As we prepare for the start of school it easy to think that summer is almost, but the hot weather still pounds down and the heatstroke is still very real.
So, how do you know if your pet is overheating? And even more importantly what do you do if it’s happening to your pet.
How do I spot overheating in my pet?
- Constant panting
- Difficulty walking, weakness or wobbliness
- Bright red, grey, bluish or purple gums
What do I do if I realize that my pet is suffering from heatstroke?
- Remove them from heat immediately, but be careful not to over cool your dog too quickly.
- Lay them on a cool surface, like a tile floor in an air conditioned room.
- Use cold compresses on their neck, armpits, and groin areas.
- Gently wet their paws and ears with a sponge or washcloth
- Take their rectal temperature to give to the vet
- Get your pet to ANY vet ASAP. Call your vet on the way, but at this moment the closest vet is the best vet.
- If you are not at home alone, have one person find the closest vet near by while you do the above subtle cooling techniques.
- Call your vet and let them know of the situation in case you need a follow up appointment.

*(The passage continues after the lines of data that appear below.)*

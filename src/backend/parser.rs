//! Record parsing and range validation
//!
//! A framed line becomes a [`Record`] only when it has exactly the detected
//! number of fields and every field converts to a number. Rejection is atomic:
//! a rejected line leaves [`LastKnownValues`] untouched.
//!
//! Readings outside the configured [`RangeLimits`] are not errors. The field is
//! replaced by the column's last in-range reading and the replacement is
//! reported as a [`Substitution`] so callers can log it.

use super::framer::Line;
use crate::types::{ColumnCount, RangeLimits, Record};
use std::time::Instant;
use thiserror::Error;

/// Why a line did not produce a record
#[derive(Error, Debug, Clone, PartialEq)]
pub enum ParseRejected {
    #[error("line is not valid UTF-8")]
    InvalidUtf8,

    #[error("expected {expected} fields, found {found}")]
    FieldCount { expected: usize, found: usize },

    #[error("field {column} is not a number: {field:?}")]
    InvalidNumber { column: usize, field: String },
}

/// Most recent in-range reading per column
#[derive(Debug, Clone, PartialEq)]
pub struct LastKnownValues(Vec<f64>);

impl LastKnownValues {
    /// All columns start at zero
    pub fn new(columns: ColumnCount) -> Self {
        Self(vec![0.0; columns.get()])
    }

    pub fn from_values(values: Vec<f64>) -> Self {
        Self(values)
    }

    pub fn as_slice(&self) -> &[f64] {
        &self.0
    }
}

/// One out-of-range reading that was replaced
#[derive(Debug, Clone, Copy, PartialEq)]
pub struct Substitution {
    /// Zero-based data column
    pub column: usize,
    /// The rejected reading
    pub reading: f64,
    /// Value recorded instead
    pub replacement: f64,
}

/// A record together with the substitutions applied to it
#[derive(Debug, Clone, PartialEq)]
pub struct ParsedRecord {
    pub record: Record,
    pub substitutions: Vec<Substitution>,
}

/// Parse one line into a record, applying range substitution.
///
/// `line` may still carry its terminator; surrounding whitespace of every
/// field is ignored.
pub fn parse_record(
    line: &str,
    delimiter: &str,
    columns: ColumnCount,
    range: RangeLimits,
    last_known: &mut LastKnownValues,
    elapsed_ms: f64,
) -> Result<ParsedRecord, ParseRejected> {
    let body = line.trim_end_matches(['\n', '\r']);

    let found = body.split(delimiter).count();
    if found != columns.get() {
        return Err(ParseRejected::FieldCount {
            expected: columns.get(),
            found,
        });
    }

    // Convert everything first so a bad field leaves last_known untouched
    let mut readings = Vec::with_capacity(found);
    for (column, field) in body.split(delimiter).enumerate() {
        let trimmed = field.trim();
        let value = trimmed
            .parse::<f64>()
            .map_err(|_| ParseRejected::InvalidNumber {
                column,
                field: trimmed.to_string(),
            })?;
        readings.push(value);
    }

    let mut substitutions = Vec::new();
    let values: Vec<f64> = readings
        .into_iter()
        .enumerate()
        .map(|(column, reading)| {
            if range.contains(reading) {
                last_known.0[column] = reading;
                reading
            } else {
                let replacement = last_known.0[column];
                substitutions.push(Substitution {
                    column,
                    reading,
                    replacement,
                });
                replacement
            }
        })
        .collect();

    Ok(ParsedRecord {
        record: Record::new(elapsed_ms, values),
        substitutions,
    })
}

/// Stateful parser owning the per-column last-known values and the time origin
#[derive(Debug)]
pub struct RecordParser {
    delimiter: String,
    columns: ColumnCount,
    range: RangeLimits,
    last_known: LastKnownValues,
    origin: Instant,
}

impl RecordParser {
    /// Elapsed time is measured from the moment the parser is created
    pub fn new(delimiter: impl Into<String>, columns: ColumnCount, range: RangeLimits) -> Self {
        Self {
            delimiter: delimiter.into(),
            columns,
            range,
            last_known: LastKnownValues::new(columns),
            origin: Instant::now(),
        }
    }

    pub fn columns(&self) -> ColumnCount {
        self.columns
    }

    pub fn last_known(&self) -> &LastKnownValues {
        &self.last_known
    }

    /// Parse a framed line stamped with the current elapsed time
    pub fn parse_line(&mut self, line: &Line) -> Result<ParsedRecord, ParseRejected> {
        let elapsed_ms = self.origin.elapsed().as_secs_f64() * 1000.0;
        self.parse_line_at(line, elapsed_ms)
    }

    /// Parse a framed line with an explicit timestamp
    pub fn parse_line_at(
        &mut self,
        line: &Line,
        elapsed_ms: f64,
    ) -> Result<ParsedRecord, ParseRejected> {
        let text = line.to_str().ok_or(ParseRejected::InvalidUtf8)?;
        parse_record(
            text,
            &self.delimiter,
            self.columns,
            self.range,
            &mut self.last_known,
            elapsed_ms,
        )
    }
}

#[cfg(test)]
mod tests {
    use super::*;

    fn cols(n: usize) -> ColumnCount {
        ColumnCount::new(n).unwrap()
    }

    #[test]
    fn test_parse_plain_line() {
        let mut last = LastKnownValues::new(cols(3));
        let parsed =
            parse_record("1,2,3\n", ",", cols(3), RangeLimits::default(), &mut last, 7.0).unwrap();
        assert_eq!(parsed.record.values(), &[7.0, 1.0, 2.0, 3.0]);
        assert!(parsed.substitutions.is_empty());
        assert_eq!(last.as_slice(), &[1.0, 2.0, 3.0]);
    }

    #[test]
    fn test_out_of_range_keeps_last_known() {
        let mut last = LastKnownValues::from_values(vec![5.0]);
        let range = RangeLimits::new(0.0, 100.0);
        let parsed = parse_record("500\n", ",", cols(1), range, &mut last, 0.0).unwrap();
        assert_eq!(parsed.record.fields(), &[5.0]);
        assert_eq!(
            parsed.substitutions,
            vec![Substitution {
                column: 0,
                reading: 500.0,
                replacement: 5.0
            }]
        );
        assert_eq!(last.as_slice(), &[5.0]);
    }

    #[test]
    fn test_substitution_before_any_reading_uses_zero() {
        let mut last = LastKnownValues::new(cols(2));
        let range = RangeLimits::new(0.0, 100.0);
        let parsed = parse_record("-1\t50\r\n", "\t", cols(2), range, &mut last, 0.0).unwrap();
        assert_eq!(parsed.record.fields(), &[0.0, 50.0]);
    }

    #[test]
    fn test_short_line_rejected() {
        let mut last = LastKnownValues::new(cols(3));
        let err = parse_record("1,2\n", ",", cols(3), RangeLimits::default(), &mut last, 0.0)
            .unwrap_err();
        assert_eq!(
            err,
            ParseRejected::FieldCount {
                expected: 3,
                found: 2
            }
        );
    }

    #[test]
    fn test_bad_field_rejects_atomically() {
        let mut last = LastKnownValues::from_values(vec![1.0, 1.0]);
        let err = parse_record("42,abc\n", ",", cols(2), RangeLimits::default(), &mut last, 0.0)
            .unwrap_err();
        assert_eq!(
            err,
            ParseRejected::InvalidNumber {
                column: 1,
                field: "abc".to_string()
            }
        );
        // column 0 parsed fine but must not have been recorded
        assert_eq!(last.as_slice(), &[1.0, 1.0]);
    }

    #[test]
    fn test_nan_is_substituted() {
        let mut last = LastKnownValues::from_values(vec![3.0]);
        let parsed =
            parse_record("NaN\n", ",", cols(1), RangeLimits::default(), &mut last, 0.0).unwrap();
        assert_eq!(parsed.record.fields(), &[3.0]);
        assert_eq!(parsed.substitutions.len(), 1);
    }

    #[test]
    fn test_fields_are_trimmed() {
        let mut last = LastKnownValues::new(cols(2));
        let parsed =
            parse_record(" 1.5 ;  -2e3 \r\n", ";", cols(2), RangeLimits::default(), &mut last, 0.0)
                .unwrap();
        assert_eq!(parsed.record.fields(), &[1.5, -2000.0]);
    }

    #[test]
    fn test_empty_field_rejected() {
        let mut last = LastKnownValues::new(cols(2));
        assert!(matches!(
            parse_record("1,\n", ",", cols(2), RangeLimits::default(), &mut last, 0.0),
            Err(ParseRejected::InvalidNumber { column: 1, .. })
        ));
    }

    #[test]
    fn test_record_parser_rejects_invalid_utf8() {
        let mut parser = RecordParser::new(",", cols(1), RangeLimits::default());
        let line = crate::backend::framer::frame(Vec::new(), &[0xff, b'\n']).0.remove(0);
        assert_eq!(parser.parse_line(&line), Err(ParseRejected::InvalidUtf8));
    }

    #[test]
    fn test_record_parser_tracks_state_across_lines() {
        let mut parser = RecordParser::new(",", cols(2), RangeLimits::new(0.0, 100.0));
        parser.parse_line_at(&Line::from("1,2\n"), 0.0).unwrap();
        parser.parse_line_at(&Line::from("3,4\n"), 1.0).unwrap();
        let parsed = parser.parse_line_at(&Line::from("9999,4\n"), 2.0).unwrap();
        assert_eq!(parsed.record.values(), &[2.0, 3.0, 4.0]);
        assert_eq!(parser.last_known().as_slice(), &[3.0, 4.0]);
    }

    #[test]
    fn test_parse_line_timestamps_are_monotonic() {
        let mut parser = RecordParser::new(",", cols(1), RangeLimits::default());
        let a = parser.parse_line(&Line::from("1\n")).unwrap();
        let b = parser.parse_line(&Line::from("2\n")).unwrap();
        assert!(b.record.elapsed_ms() >= a.record.elapsed_ms());
    }
}
//! Column-count auto-detection
//!
//! Before streaming starts the worker samples a bounded window of lines and
//! counts delimiters in each. The most common `delimiters + 1` value becomes
//! the session's [`ColumnCount`]. Ties are resolved in favour of the value seen
//! first, so a device that prints a banner line or two before its data rows
//! does not change the outcome.
//!
//! Detection fails outright when no complete line arrives within the time
//! budget; the caller must abort instead of guessing a width.

use super::framer::{Line, LineFramer};
use super::transport::Transport;
use crate::error::{Result, SerialGraphError};
use crate::types::ColumnCount;
use std::collections::VecDeque;
use std::sync::atomic::{AtomicBool, Ordering};
use std::time::{Duration, Instant};

/// Default number of lines sampled before electing a width
pub const DEFAULT_DETECTION_LINES: usize = 50;

/// Default time budget for detection
pub const DEFAULT_DETECTION_TIMEOUT: Duration = Duration::from_secs(5);

/// Count non-overlapping occurrences of `delimiter` in `haystack`
pub fn count_delimiters(haystack: &[u8], delimiter: &[u8]) -> usize {
    if delimiter.is_empty() || haystack.len() < delimiter.len() {
        return 0;
    }

    let mut count = 0;
    let mut i = 0;
    while i + delimiter.len() <= haystack.len() {
        if &haystack[i..i + delimiter.len()] == delimiter {
            count += 1;
            i += delimiter.len();
        } else {
            i += 1;
        }
    }
    count
}

/// Frequency table of observed field counts, in first-seen order
#[derive(Debug, Clone, Default)]
pub struct ColumnTally {
    counts: Vec<(usize, usize)>,
    observed: usize,
}

impl ColumnTally {
    pub fn new() -> Self {
        Self::default()
    }

    /// Record one observed field count
    pub fn observe_count(&mut self, fields: usize) {
        self.observed += 1;
        match self.counts.iter_mut().find(|(value, _)| *value == fields) {
            Some((_, n)) => *n += 1,
            None => self.counts.push((fields, 1)),
        }
    }

    /// Record the field count of a framed line
    pub fn observe_line(&mut self, line: &Line, delimiter: &str) {
        let fields = count_delimiters(line.as_bytes(), delimiter.as_bytes()) + 1;
        self.observe_count(fields);
    }

    /// Number of lines observed so far
    pub fn observed(&self) -> usize {
        self.observed
    }

    /// Most common field count; ties go to the value seen first
    pub fn mode(&self) -> Option<ColumnCount> {
        let mut best: Option<(usize, usize)> = None;
        for &(value, n) in &self.counts {
            match best {
                Some((_, best_n)) if best_n >= n => {}
                _ => best = Some((value, n)),
            }
        }
        best.and_then(|(value, _)| ColumnCount::new(value))
    }
}

/// Limits on how long detection may sample
#[derive(Debug, Clone, Copy, PartialEq, Eq)]
pub struct DetectionBudget {
    pub max_lines: usize,
    pub max_duration: Duration,
}

impl Default for DetectionBudget {
    fn default() -> Self {
        Self {
            max_lines: DEFAULT_DETECTION_LINES,
            max_duration: DEFAULT_DETECTION_TIMEOUT,
        }
    }
}

/// Source of complete lines with a deadline
pub trait LineSource {
    /// Return the next complete line, or `None` once `deadline` has passed
    fn next_line(&mut self, deadline: Instant) -> Result<Option<Line>>;
}

/// Observe lines from `source` and elect the record width
pub fn detect(
    source: &mut dyn LineSource,
    delimiter: &str,
    budget: DetectionBudget,
) -> Result<ColumnCount> {
    let started = Instant::now();
    let deadline = started + budget.max_duration;
    let mut tally = ColumnTally::new();

    while tally.observed() < budget.max_lines {
        match source.next_line(deadline)? {
            Some(line) => {
                tally.observe_line(&line, delimiter);
                tracing::trace!(
                    "Detection line {}: {:?}",
                    tally.observed(),
                    String::from_utf8_lossy(line.as_bytes())
                );
            }
            None => {
                tracing::debug!(
                    "Detection budget elapsed after {} lines",
                    tally.observed()
                );
                break;
            }
        }
    }

    tally.mode().ok_or(SerialGraphError::DetectionFailure {
        lines: tally.observed(),
        elapsed_ms: started.elapsed().as_millis() as u64,
    })
}

/// [`LineSource`] reading from a transport through a framer
///
/// Complete lines that were framed but not consumed stay queued and can be
/// recovered with [`TransportLines::into_leftover`]; the framer keeps any
/// partial line.
pub struct TransportLines<'a> {
    transport: &'a mut dyn Transport,
    framer: &'a mut LineFramer,
    ready: VecDeque<Line>,
    poll_interval: Duration,
    stop: Option<&'a AtomicBool>,
    bytes_read: u64,
}

impl<'a> TransportLines<'a> {
    pub fn new(
        transport: &'a mut dyn Transport,
        framer: &'a mut LineFramer,
        poll_interval: Duration,
    ) -> Self {
        Self {
            transport,
            framer,
            ready: VecDeque::new(),
            poll_interval,
            stop: None,
            bytes_read: 0,
        }
    }

    /// Stop waiting for lines once `flag` is set
    pub fn with_stop_flag(mut self, flag: &'a AtomicBool) -> Self {
        self.stop = Some(flag);
        self
    }

    /// Bytes read from the transport so far
    pub fn bytes_read(&self) -> u64 {
        self.bytes_read
    }

    /// Lines framed but not handed out
    pub fn into_leftover(self) -> Vec<Line> {
        self.ready.into_iter().collect()
    }

    fn stopped(&self) -> bool {
        self.stop.is_some_and(|flag| flag.load(Ordering::SeqCst))
    }
}

impl LineSource for TransportLines<'_> {
    fn next_line(&mut self, deadline: Instant) -> Result<Option<Line>> {
        loop {
            if let Some(line) = self.ready.pop_front() {
                return Ok(Some(line));
            }

            let now = Instant::now();
            if now >= deadline || self.stopped() {
                return Ok(None);
            }

            if self.transport.bytes_available()? > 0 {
                let chunk = self.transport.read_available()?;
                self.bytes_read += chunk.len() as u64;
                self.ready.extend(self.framer.push(&chunk));
            } else {
                std::thread::sleep(self.poll_interval.min(deadline - now));
            }
        }
    }
}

Things you want to make sure NOT to do:
Do not use cold water or ice, over cooling can cause blood vessels to constrict which traps the excess heat in the body’s core and can end up doing more harm than good.
Do not force your dog to drink, give them a fresh bowl of water, but do not force it if they are not interested.
Do not leave them unattended or let them “sleep it off.” Similar to any other trauma, letting them sleep it off or giving the time to relax alone can be detrimental. They can easily end up worse off in this situation.